Любую почту на моё имя, пожалуйста, уничтожать не читая, я рассчитываю на вашу порядочность. Теперь вы можете, наконец, все поцеловать меня в задницу, вы, надутые придиры и старпёры. Примите, пожалуйста, мадам и месьё, заверения в моём безграничном почтении.

Жозианна Россето, консьержка дома 14 по ул. Эколь с 23 октября 1917 года по 16 июня 1940 года, 6 часов утра.

На набережной Орфевр флаги со свастикой не висели, в вестибюле не дежурили эсэсовцы. В лаборатории царила обычная рабочая тишина, и все коллеги были на месте.

К удивлению Леона, холодильный шкаф был переполнен пробами, чего никогда не случалось за все его четырнадцать лет службы; когда он заговорил об этом с одним коллегой, тот пожал плечами и указал на то, что пришлось и в одёжном шкафу временно обустроить импровизированный холодильник, который тоже был переполнен.

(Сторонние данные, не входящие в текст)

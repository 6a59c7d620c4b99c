//! Shared test utilities: synthetic detections and an in-memory backend.

use std::sync::{Arc, Mutex};

use image::{GrayImage, Luma};

use crate::backend::{DetectOutput, DetectorBackend};
use crate::detection::Detection;
use crate::error::{Error, Result};
use crate::options::DetectorOptions;

/// Axis-aligned square tag of half-size `half` centered at `center`.
pub(crate) fn square_detection(family: &str, id: i32, center: [f64; 2], half: f64) -> Detection {
    let [cx, cy] = center;
    Detection {
        tag_family: family.to_string(),
        tag_id: id,
        hamming: 0,
        goodness: 0.0,
        decision_margin: 50.0,
        homography: [[half, 0.0, cx], [0.0, half, cy], [0.0, 0.0, 1.0]],
        center,
        corners: [
            [cx - half, cy + half],
            [cx + half, cy + half],
            [cx + half, cy - half],
            [cx - half, cy - half],
        ],
    }
}

/// What the fake backend was asked to do.
#[derive(Debug, Default)]
pub(crate) struct FakeLog {
    pub configured: Option<DetectorOptions>,
    pub added: Vec<(String, i32)>,
    pub detect_calls: Vec<(u32, u32, bool)>,
}

/// Backend returning canned detections and recording every call.
pub(crate) struct FakeBackend {
    pub families: Vec<String>,
    pub detections: Vec<Detection>,
    pub log: Arc<Mutex<FakeLog>>,
}

impl FakeBackend {
    pub fn new(detections: Vec<Detection>) -> Self {
        Self {
            families: vec![
                "tag36h11".to_string(),
                "tag25h9".to_string(),
                "tag16h5".to_string(),
            ],
            detections,
            log: Arc::new(Mutex::new(FakeLog::default())),
        }
    }
}

impl DetectorBackend for FakeBackend {
    fn available_families(&self) -> Result<Vec<String>> {
        Ok(self.families.clone())
    }

    fn configure(&mut self, options: &DetectorOptions) -> Result<()> {
        self.log.lock().unwrap().configured = Some(options.clone());
        Ok(())
    }

    fn add_family(&mut self, name: &str, border: i32) -> Result<()> {
        if !self.families.iter().any(|f| f == name) {
            return Err(Error::UnknownFamily(name.to_string()));
        }
        self.log.lock().unwrap().added.push((name.to_string(), border));
        Ok(())
    }

    fn detect(&mut self, image: &GrayImage, visualize: bool) -> Result<DetectOutput> {
        let (w, h) = image.dimensions();
        self.log.lock().unwrap().detect_calls.push((w, h, visualize));
        let visualization = visualize.then(|| GrayImage::from_pixel(w, h, Luma([255])));
        Ok(DetectOutput {
            detections: self.detections.clone(),
            visualization,
        })
    }
}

Дело обстояло так, что парижские государственные врачи за два дня с момента взятия города немцами зарегистрировали триста восемьдесят четыре смертельных случая отравления без внешних признаков насилия; у всех этих мёртвых, которые, можно предположить, по собственной воле покинули пир жизни, чтобы избежать горького десерта унижений, оскорблений и мучений, врачи вырезали из печени кусочек плоти величиной с куриный глаз и отправляли его в стеклянной баночке в научную службу Судебной полиции. Леон Лё Галль и его коллеги должны были три недели работать, чтобы ликвидировать эту гору необработанных проб человеческих тканей, триста двенадцать раз проверяя их на присутствие цианистого калия, триста двадцать раз – на присутствие стрихнина, тридцать восемь раз – на крысиный яд и три раза – на яд кураре; только в одной пробе так и осталось невыясненным, при помощи чего отчаявшийся покончил с жизнью, и ни одна проба не дала отрицательного результата.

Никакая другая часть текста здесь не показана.